◆ EXERCISE DETAILS
After going through the data below, state how many lines contain "html", and nothing else.

◆ DATASET ENTRIES
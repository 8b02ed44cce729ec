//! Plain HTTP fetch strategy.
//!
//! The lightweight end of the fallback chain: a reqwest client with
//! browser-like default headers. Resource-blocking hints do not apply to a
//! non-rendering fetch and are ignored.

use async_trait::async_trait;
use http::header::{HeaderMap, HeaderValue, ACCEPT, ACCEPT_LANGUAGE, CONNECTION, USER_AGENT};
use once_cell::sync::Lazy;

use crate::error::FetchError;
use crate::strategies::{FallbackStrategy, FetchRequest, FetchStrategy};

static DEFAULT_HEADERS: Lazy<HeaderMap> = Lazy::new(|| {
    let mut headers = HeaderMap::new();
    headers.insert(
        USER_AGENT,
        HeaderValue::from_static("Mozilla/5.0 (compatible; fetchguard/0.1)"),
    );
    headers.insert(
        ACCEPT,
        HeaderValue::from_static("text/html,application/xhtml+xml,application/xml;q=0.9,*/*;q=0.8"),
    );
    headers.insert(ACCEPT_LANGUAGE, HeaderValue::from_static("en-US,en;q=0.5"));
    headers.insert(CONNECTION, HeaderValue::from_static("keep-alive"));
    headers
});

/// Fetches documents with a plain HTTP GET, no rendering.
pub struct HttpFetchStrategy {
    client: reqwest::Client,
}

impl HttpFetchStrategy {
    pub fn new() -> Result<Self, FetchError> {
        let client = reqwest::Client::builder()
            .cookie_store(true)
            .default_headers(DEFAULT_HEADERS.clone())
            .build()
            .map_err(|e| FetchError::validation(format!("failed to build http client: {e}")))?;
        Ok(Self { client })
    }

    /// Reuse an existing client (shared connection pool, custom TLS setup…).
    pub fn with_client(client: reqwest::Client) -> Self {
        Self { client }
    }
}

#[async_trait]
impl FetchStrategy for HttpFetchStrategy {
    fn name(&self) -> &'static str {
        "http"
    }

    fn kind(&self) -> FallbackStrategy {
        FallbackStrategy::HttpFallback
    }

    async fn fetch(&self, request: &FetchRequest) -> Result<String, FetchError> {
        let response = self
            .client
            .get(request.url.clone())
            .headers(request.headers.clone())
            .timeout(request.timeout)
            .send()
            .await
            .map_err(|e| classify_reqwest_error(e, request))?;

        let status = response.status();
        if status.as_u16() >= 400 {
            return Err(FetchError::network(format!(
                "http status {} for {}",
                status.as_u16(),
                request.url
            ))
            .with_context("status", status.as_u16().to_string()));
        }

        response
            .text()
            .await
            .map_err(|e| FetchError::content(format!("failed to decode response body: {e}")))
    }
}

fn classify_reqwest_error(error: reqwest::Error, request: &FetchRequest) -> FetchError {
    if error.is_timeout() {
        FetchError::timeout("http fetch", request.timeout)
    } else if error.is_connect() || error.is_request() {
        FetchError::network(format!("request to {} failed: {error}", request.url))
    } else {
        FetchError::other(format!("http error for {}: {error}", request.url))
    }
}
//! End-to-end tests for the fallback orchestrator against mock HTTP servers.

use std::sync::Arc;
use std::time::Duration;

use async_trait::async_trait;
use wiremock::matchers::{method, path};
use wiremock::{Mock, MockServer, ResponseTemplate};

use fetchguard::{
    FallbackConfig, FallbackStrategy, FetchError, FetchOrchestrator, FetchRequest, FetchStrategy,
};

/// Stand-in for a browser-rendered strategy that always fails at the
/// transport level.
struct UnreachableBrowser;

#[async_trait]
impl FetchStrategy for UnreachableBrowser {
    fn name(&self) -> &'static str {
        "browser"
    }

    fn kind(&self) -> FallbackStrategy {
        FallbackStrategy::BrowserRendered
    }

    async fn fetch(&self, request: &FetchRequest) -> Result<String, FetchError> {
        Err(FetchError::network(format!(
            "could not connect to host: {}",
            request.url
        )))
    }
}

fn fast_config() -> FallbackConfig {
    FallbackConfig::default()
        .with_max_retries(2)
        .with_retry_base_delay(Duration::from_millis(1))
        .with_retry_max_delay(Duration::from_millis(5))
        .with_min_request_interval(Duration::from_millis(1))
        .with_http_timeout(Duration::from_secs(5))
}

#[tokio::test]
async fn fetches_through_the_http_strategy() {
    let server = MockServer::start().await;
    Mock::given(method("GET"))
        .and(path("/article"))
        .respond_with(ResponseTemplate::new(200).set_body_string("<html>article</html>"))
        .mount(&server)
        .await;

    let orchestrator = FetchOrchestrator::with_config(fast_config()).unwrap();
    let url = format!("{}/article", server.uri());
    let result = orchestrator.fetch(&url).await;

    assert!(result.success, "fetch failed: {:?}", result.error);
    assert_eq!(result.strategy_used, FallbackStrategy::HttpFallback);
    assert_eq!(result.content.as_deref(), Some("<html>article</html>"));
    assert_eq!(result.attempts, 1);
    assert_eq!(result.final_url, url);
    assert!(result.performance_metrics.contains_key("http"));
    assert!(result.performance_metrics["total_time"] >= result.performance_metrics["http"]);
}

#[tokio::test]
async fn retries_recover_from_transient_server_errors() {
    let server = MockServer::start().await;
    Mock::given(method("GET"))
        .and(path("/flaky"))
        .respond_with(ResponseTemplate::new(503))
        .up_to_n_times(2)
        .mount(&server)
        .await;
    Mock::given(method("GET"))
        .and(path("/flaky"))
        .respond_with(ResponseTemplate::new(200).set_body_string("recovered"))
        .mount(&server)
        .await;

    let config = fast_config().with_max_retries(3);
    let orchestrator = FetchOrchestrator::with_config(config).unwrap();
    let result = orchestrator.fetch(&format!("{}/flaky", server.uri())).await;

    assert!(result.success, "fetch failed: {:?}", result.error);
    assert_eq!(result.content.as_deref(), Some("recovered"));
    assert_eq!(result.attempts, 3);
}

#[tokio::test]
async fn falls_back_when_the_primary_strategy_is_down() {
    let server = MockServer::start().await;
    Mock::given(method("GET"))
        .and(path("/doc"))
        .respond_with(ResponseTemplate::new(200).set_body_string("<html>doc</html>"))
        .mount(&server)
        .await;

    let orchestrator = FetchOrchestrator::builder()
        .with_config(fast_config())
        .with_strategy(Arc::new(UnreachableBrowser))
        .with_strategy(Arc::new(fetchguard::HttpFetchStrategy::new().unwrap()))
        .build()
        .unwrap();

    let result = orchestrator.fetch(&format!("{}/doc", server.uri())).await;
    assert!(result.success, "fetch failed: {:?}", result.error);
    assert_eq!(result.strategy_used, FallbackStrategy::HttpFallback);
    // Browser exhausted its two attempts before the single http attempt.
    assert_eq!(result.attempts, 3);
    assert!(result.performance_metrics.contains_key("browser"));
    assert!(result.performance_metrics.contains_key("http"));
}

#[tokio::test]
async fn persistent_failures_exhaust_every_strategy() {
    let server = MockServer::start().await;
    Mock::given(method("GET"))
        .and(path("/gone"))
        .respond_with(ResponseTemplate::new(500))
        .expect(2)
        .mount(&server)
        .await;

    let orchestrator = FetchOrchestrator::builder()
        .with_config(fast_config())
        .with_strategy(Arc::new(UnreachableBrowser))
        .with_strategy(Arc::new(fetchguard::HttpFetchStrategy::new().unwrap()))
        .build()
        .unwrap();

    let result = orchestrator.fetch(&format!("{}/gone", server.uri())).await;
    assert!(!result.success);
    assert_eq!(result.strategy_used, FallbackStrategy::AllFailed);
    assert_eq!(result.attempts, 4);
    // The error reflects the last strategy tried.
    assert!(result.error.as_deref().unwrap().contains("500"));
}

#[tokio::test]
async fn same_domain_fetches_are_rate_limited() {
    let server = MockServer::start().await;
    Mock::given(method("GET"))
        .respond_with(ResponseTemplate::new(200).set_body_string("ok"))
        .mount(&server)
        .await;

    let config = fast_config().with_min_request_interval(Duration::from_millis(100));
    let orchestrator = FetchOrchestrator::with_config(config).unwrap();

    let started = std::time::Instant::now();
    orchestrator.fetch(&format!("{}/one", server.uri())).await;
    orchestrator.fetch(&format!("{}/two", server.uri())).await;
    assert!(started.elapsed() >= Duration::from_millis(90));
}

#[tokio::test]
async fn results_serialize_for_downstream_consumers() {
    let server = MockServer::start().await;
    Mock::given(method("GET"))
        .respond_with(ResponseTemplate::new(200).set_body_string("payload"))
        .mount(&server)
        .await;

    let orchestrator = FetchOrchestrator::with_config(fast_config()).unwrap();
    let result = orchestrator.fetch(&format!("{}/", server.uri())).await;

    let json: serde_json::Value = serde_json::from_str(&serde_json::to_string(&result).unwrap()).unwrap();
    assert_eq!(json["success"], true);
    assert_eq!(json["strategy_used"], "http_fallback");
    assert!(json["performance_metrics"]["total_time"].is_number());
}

◆ WRITTEN ANSWER
4